## Instructions to follow
This exercise requires every record to be repeated exactly.

==== Data provided ====

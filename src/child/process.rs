//! Spawning and controlling a supervised child process.
//!
//! The child always leads its own process group, so its pid doubles as the
//! group id and the whole subtree can be killed with one signal.

use std::process::Stdio;
use std::sync::Arc;

use nix::sys::signal::Signal;
use serde::Serialize;
use tokio::process::{ChildStdin, Command};
use tokio::sync::{mpsc, watch, Mutex};

use super::driver::Driver;
use super::signal::{kill_group, signal_child};
use super::{cleanup, ChildEvent, ChildEvents, ChildState, ExitInfo, SendError, SpawnError};
use crate::config::SupervisorConfig;
use crate::sieve::{write_json_line, Decoder, FrameError, StreamSieve};

/// Shell used when `shell` is enabled.
const SHELL: &str = "/bin/sh";

/// A running child process with line-delimited JSON over its stdio.
#[derive(Debug)]
pub struct SupervisedChild {
    pid: u32,
    config: SupervisorConfig,
    stdin: Arc<Mutex<Option<ChildStdin>>>,
    events: Option<ChildEvents>,
    state: watch::Receiver<ChildState>,
    finalized: watch::Receiver<Option<ExitInfo>>,
}

impl SupervisedChild {
    /// Spawn `command_line` as the leader of a new process group.
    ///
    /// Must be called from within a Tokio runtime.
    ///
    /// # Errors
    ///
    /// Returns `SpawnError` if the command line is empty, the OS refuses to
    /// launch it, or the child exposes no pid or pipes.
    pub fn spawn(command_line: &str, config: SupervisorConfig) -> Result<Self, SpawnError> {
        let mut cmd = build_command(command_line, &config)?;
        let mut child = cmd.spawn().map_err(|source| SpawnError::Io {
            command: command_line.to_string(),
            source,
        })?;

        let pid = child
            .id()
            .ok_or_else(|| SpawnError::MissingPid(command_line.to_string()))?;
        let missing = |stream| SpawnError::MissingPipe {
            command: command_line.to_string(),
            stream,
        };
        let stdin = child.stdin.take().ok_or_else(|| missing("stdin"))?;
        let stdout = child.stdout.take().ok_or_else(|| missing("stdout"))?;
        let stderr = child.stderr.take().ok_or_else(|| missing("stderr"))?;

        if config.kill_on_exit {
            cleanup::register(pid);
        }
        tracing::debug!(pid, command = command_line, shell = config.shell, "Spawned child");

        let stdin = Arc::new(Mutex::new(Some(stdin)));
        let (event_tx, event_rx) = mpsc::unbounded_channel();
        let (state_tx, state_rx) = watch::channel(ChildState::Running);
        let (finalized_tx, finalized_rx) = watch::channel(None);

        Driver {
            pid,
            child,
            sieve: StreamSieve::with_encoding(config.encoding),
            stderr_decoder: Decoder::new(config.encoding),
            stdin: Arc::clone(&stdin),
            events: event_tx,
            state: state_tx,
            finalized: finalized_tx,
            registered: config.kill_on_exit,
        }
        .start(stdout, stderr);

        Ok(Self {
            pid,
            config,
            stdin,
            events: Some(ChildEvents::new(event_rx)),
            state: state_rx,
            finalized: finalized_rx,
        })
    }

    /// Process id, which is also the process group id.
    #[must_use]
    pub fn pid(&self) -> u32 {
        self.pid
    }

    #[must_use]
    pub fn config(&self) -> &SupervisorConfig {
        &self.config
    }

    /// State of the child process itself.
    #[must_use]
    pub fn state(&self) -> ChildState {
        *self.state.borrow()
    }

    #[must_use]
    pub fn is_running(&self) -> bool {
        self.state().is_running()
    }

    /// Exit info once the exit has been synchronized with all output.
    #[must_use]
    pub fn exit_info(&self) -> Option<ExitInfo> {
        *self.finalized.borrow()
    }

    /// Take ownership of the event receiver.
    ///
    /// This can only be called once; subsequent calls return `None`.
    pub fn take_events(&mut self) -> Option<ChildEvents> {
        self.events.take()
    }

    /// Receive the next event, or `None` once `Exit` has been delivered or
    /// the receiver was taken.
    pub async fn recv(&mut self) -> Option<ChildEvent> {
        match self.events.as_mut() {
            Some(events) => events.recv().await,
            None => None,
        }
    }

    /// Send a value to the child as one line of compact JSON.
    ///
    /// # Errors
    ///
    /// Returns `SendError::NotRunning` if the child has exited, or
    /// `SendError::Frame` if serialization or the write fails.
    pub async fn send<T: Serialize + ?Sized>(&self, value: &T) -> Result<(), SendError> {
        if !self.is_running() {
            return Err(SendError::NotRunning { pid: self.pid });
        }
        let mut guard = self.stdin.lock().await;
        let stdin = guard
            .as_mut()
            .ok_or(SendError::NotRunning { pid: self.pid })?;

        let result = match write_json_line(stdin, value).await {
            Err(FrameError::Io(e)) if e.kind() == std::io::ErrorKind::BrokenPipe => {
                Err(SendError::NotRunning { pid: self.pid })
            }
            result => result.map_err(SendError::from),
        };
        if !self.is_running() {
            guard.take();
        }
        result
    }

    /// Gracefully terminate the child and wait for its synchronized exit.
    ///
    /// The configured graceful signal goes to the child alone. If the exit
    /// is not synchronized within the cleanup timeout, the whole process
    /// group is killed with SIGKILL. Returns `None` only if supervision
    /// stopped before the exit was observed.
    pub async fn close(&self) -> Option<ExitInfo> {
        self.begin_close();
        self.wait().await
    }

    /// Start closing the child and invoke `callback` on its synchronized exit.
    pub fn close_with<F>(&self, callback: F)
    where
        F: FnOnce(ExitInfo) + Send + 'static,
    {
        self.begin_close();
        let mut finalized = self.finalized.clone();
        tokio::spawn(async move {
            if let Some(info) = wait_finalized(&mut finalized).await {
                callback(info);
            }
        });
    }

    /// Wait for the synchronized exit without signalling the child.
    pub async fn wait(&self) -> Option<ExitInfo> {
        let mut finalized = self.finalized.clone();
        wait_finalized(&mut finalized).await
    }

    fn begin_close(&self) {
        let pid = self.pid;
        if self.is_running() {
            signal_child(pid, Signal::from(self.config.graceful_signal));
        } else {
            tracing::debug!(pid, "Child already exited, skipping graceful signal");
        }

        let timeout = self.config.cleanup_timeout();
        let finalized = self.finalized.clone();
        tokio::spawn(async move {
            tokio::time::sleep(timeout).await;
            if finalized.borrow().is_none() {
                tracing::debug!(
                    pid,
                    timeout_ms = timeout.as_millis(),
                    "Child did not exit in time, killing process group"
                );
                kill_group(pid);
            }
        });
    }
}

async fn wait_finalized(finalized: &mut watch::Receiver<Option<ExitInfo>>) -> Option<ExitInfo> {
    finalized
        .wait_for(Option::is_some)
        .await
        .ok()
        .and_then(|info| *info)
}

fn build_command(command_line: &str, config: &SupervisorConfig) -> Result<Command, SpawnError> {
    let trimmed = command_line.trim();
    if trimmed.is_empty() {
        return Err(SpawnError::EmptyCommandLine);
    }

    let mut cmd = if config.shell {
        let mut cmd = Command::new(SHELL);
        cmd.arg("-c").arg(command_line);
        cmd
    } else {
        let mut parts = trimmed.split_whitespace();
        let program = parts.next().ok_or(SpawnError::EmptyCommandLine)?;
        let mut cmd = Command::new(program);
        cmd.args(parts);
        cmd
    };

    cmd.stdin(Stdio::piped())
        .stdout(Stdio::piped())
        .stderr(Stdio::piped())
        .process_group(0)
        .kill_on_drop(false);

    if let Some(ref dir) = config.cwd {
        cmd.current_dir(dir);
    }

    Ok(cmd)
}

====

## Written solution
filename src/child/process.rs
//! Spawning and controlling a supervised child process.
//!
//! The child always leads its own process group, so its pid doubles as the
//! group id and the whole subtree can be killed with one signal.

use std::process::Stdio;
use std::sync::Arc;

use nix::sys::signal::Signal;
use serde::Serialize;
use tokio::process::{ChildStdin, Command};
use tokio::sync::{mpsc, watch, Mutex};

use super::driver::Driver;
use super::signal::{kill_group, signal_child};
use super::{cleanup, ChildEvent, ChildEvents, ChildState, ExitInfo, SendError, SpawnError};
use crate::config::SupervisorConfig;
use crate::sieve::{write_json_line, Decoder, FrameError, StreamSieve};

/// Shell used when `shell` is enabled.
const SHELL: &str = "/bin/sh";

/// A running child process with line-delimited JSON over its stdio.
#[derive(Debug)]
pub struct SupervisedChild {
    pid: u32,
    config: SupervisorConfig,
    stdin: Arc<Mutex<Option<ChildStdin>>>,
    events: Option<ChildEvents>,
    state: watch::Receiver<ChildState>,
    finalized: watch::Receiver<Option<ExitInfo>>,
}

impl SupervisedChild {
    /// Spawn `command_line` as the leader of a new process group.
    ///
    /// Must be called from within a Tokio runtime.
    ///
    /// # Errors
    ///
    /// Returns `SpawnError` if the command line is empty, the OS refuses to
    /// launch it, or the child exposes no pid or pipes.
    pub fn spawn(command_line: &str, config: SupervisorConfig) -> Result<Self, SpawnError> {
        let mut cmd = build_command(command_line, &config)?;
        let mut child = cmd.spawn().map_err(|source| SpawnError::Io {
            command: command_line.to_string(),
            source,
        })?;

        let pid = child
            .id()
            .ok_or_else(|| SpawnError::MissingPid(command_line.to_string()))?;
        let missing = |stream| SpawnError::MissingPipe {
            command: command_line.to_string(),
            stream,
        };
        let stdin = child.stdin.take().ok_or_else(|| missing("stdin"))?;
        let stdout = child.stdout.take().ok_or_else(|| missing("stdout"))?;
        let stderr = child.stderr.take().ok_or_else(|| missing("stderr"))?;

        if config.kill_on_exit {
            cleanup::register(pid);
        }
        tracing::debug!(pid, command = command_line, shell = config.shell, "Spawned child");

        let stdin = Arc::new(Mutex::new(Some(stdin)));
        let (event_tx, event_rx) = mpsc::unbounded_channel();
        let (state_tx, state_rx) = watch::channel(ChildState::Running);
        let (finalized_tx, finalized_rx) = watch::channel(None);

        Driver {
            pid,
            child,
            sieve: StreamSieve::with_encoding(config.encoding),
            stderr_decoder: Decoder::new(config.encoding),
            stdin: Arc::clone(&stdin),
            events: event_tx,
            state: state_tx,
            finalized: finalized_tx,
            registered: config.kill_on_exit,
        }
        .start(stdout, stderr);

        Ok(Self {
            pid,
            config,
            stdin,
            events: Some(ChildEvents::new(event_rx)),
            state: state_rx,
            finalized: finalized_rx,
        })
    }

    /// Process id, which is also the process group id.
    #[must_use]
    pub fn pid(&self) -> u32 {
        self.pid
    }

    #[must_use]
    pub fn config(&self) -> &SupervisorConfig {
        &self.config
    }

    /// State of the child process itself.
    #[must_use]
    pub fn state(&self) -> ChildState {
        *self.state.borrow()
    }

    #[must_use]
    pub fn is_running(&self) -> bool {
        self.state().is_running()
    }

    /// Exit info once the exit has been synchronized with all output.
    #[must_use]
    pub fn exit_info(&self) -> Option<ExitInfo> {
        *self.finalized.borrow()
    }

    /// Take ownership of the event receiver.
    ///
    /// This can only be called once; subsequent calls return `None`.
    pub fn take_events(&mut self) -> Option<ChildEvents> {
        self.events.take()
    }

    /// Receive the next event, or `None` once `Exit` has been delivered or
    /// the receiver was taken.
    pub async fn recv(&mut self) -> Option<ChildEvent> {
        match self.events.as_mut() {
            Some(events) => events.recv().await,
            None => None,
        }
    }

    /// Send a value to the child as one line of compact JSON.
    ///
    /// # Errors
    ///
    /// Returns `SendError::NotRunning` if the child has exited, or
    /// `SendError::Frame` if serialization or the write fails.
    pub async fn send<T: Serialize + ?Sized>(&self, value: &T) -> Result<(), SendError> {
        if !self.is_running() {
            return Err(SendError::NotRunning { pid: self.pid });
        }
        let mut guard = self.stdin.lock().await;
        let stdin = guard
            .as_mut()
            .ok_or(SendError::NotRunning { pid: self.pid })?;

        let result = match write_json_line(stdin, value).await {
            Err(FrameError::Io(e)) if e.kind() == std::io::ErrorKind::BrokenPipe => {
                Err(SendError::NotRunning { pid: self.pid })
            }
            result => result.map_err(SendError::from),
        };
        if !self.is_running() {
            guard.take();
        }
        result
    }

    /// Gracefully terminate the child and wait for its synchronized exit.
    ///
    /// The configured graceful signal goes to the child alone. If the exit
    /// is not synchronized within the cleanup timeout, the whole process
    /// group is killed with SIGKILL. Returns `None` only if supervision
    /// stopped before the exit was observed.
    pub async fn close(&self) -> Option<ExitInfo> {
        self.begin_close();
        self.wait().await
    }

    /// Start closing the child and invoke `callback` on its synchronized exit.
    pub fn close_with<F>(&self, callback: F)
    where
        F: FnOnce(ExitInfo) + Send + 'static,
    {
        self.begin_close();
        let mut finalized = self.finalized.clone();
        tokio::spawn(async move {
            if let Some(info) = wait_finalized(&mut finalized).await {
                callback(info);
            }
        });
    }

    /// Wait for the synchronized exit without signalling the child.
    pub async fn wait(&self) -> Option<ExitInfo> {
        let mut finalized = self.finalized.clone();
        wait_finalized(&mut finalized).await
    }

    fn begin_close(&self) {
        let pid = self.pid;
        if self.is_running() {
            signal_child(pid, Signal::from(self.config.graceful_signal));
        } else {
            tracing::debug!(pid, "Child already exited, skipping graceful signal");
        }

        let timeout = self.config.cleanup_timeout();
        let finalized = self.finalized.clone();
        tokio::spawn(async move {
            tokio::time::sleep(timeout).await;
            if finalized.borrow().is_none() {
                tracing::debug!(
                    pid,
                    timeout_ms = timeout.as_millis(),
                    "Child did not exit in time, killing process group"
                );
                kill_group(pid);
            }
        });
    }
}

async fn wait_finalized(finalized: &mut watch::Receiver<Option<ExitInfo>>) -> Option<ExitInfo> {
    finalized
        .wait_for(Option::is_some)
        .await
        .ok()
        .and_then(|info| *info)
}

fn build_command(command_line: &str, config: &SupervisorConfig) -> Result<Command, SpawnError> {
    let trimmed = command_line.trim();
    if trimmed.is_empty() {
        return Err(SpawnError::EmptyCommandLine);
    }

    let mut cmd = if config.shell {
        let mut cmd = Command::new(SHELL);
        cmd.arg("-c").arg(command_line);
        cmd
    } else {
        let mut parts = trimmed.split_whitespace();
        let program = parts.next().ok_or(SpawnError::EmptyCommandLine)?;
        let mut cmd = Command::new(program);
        cmd.args(parts);
        cmd
    };

    cmd.stdin(Stdio::piped())
        .stdout(Stdio::piped())
        .stderr(Stdio::piped())
        .process_group(0)
        .kill_on_drop(false);

    if let Some(ref dir) = config.cwd {
        cmd.current_dir(dir);
    }

    Ok(cmd)
}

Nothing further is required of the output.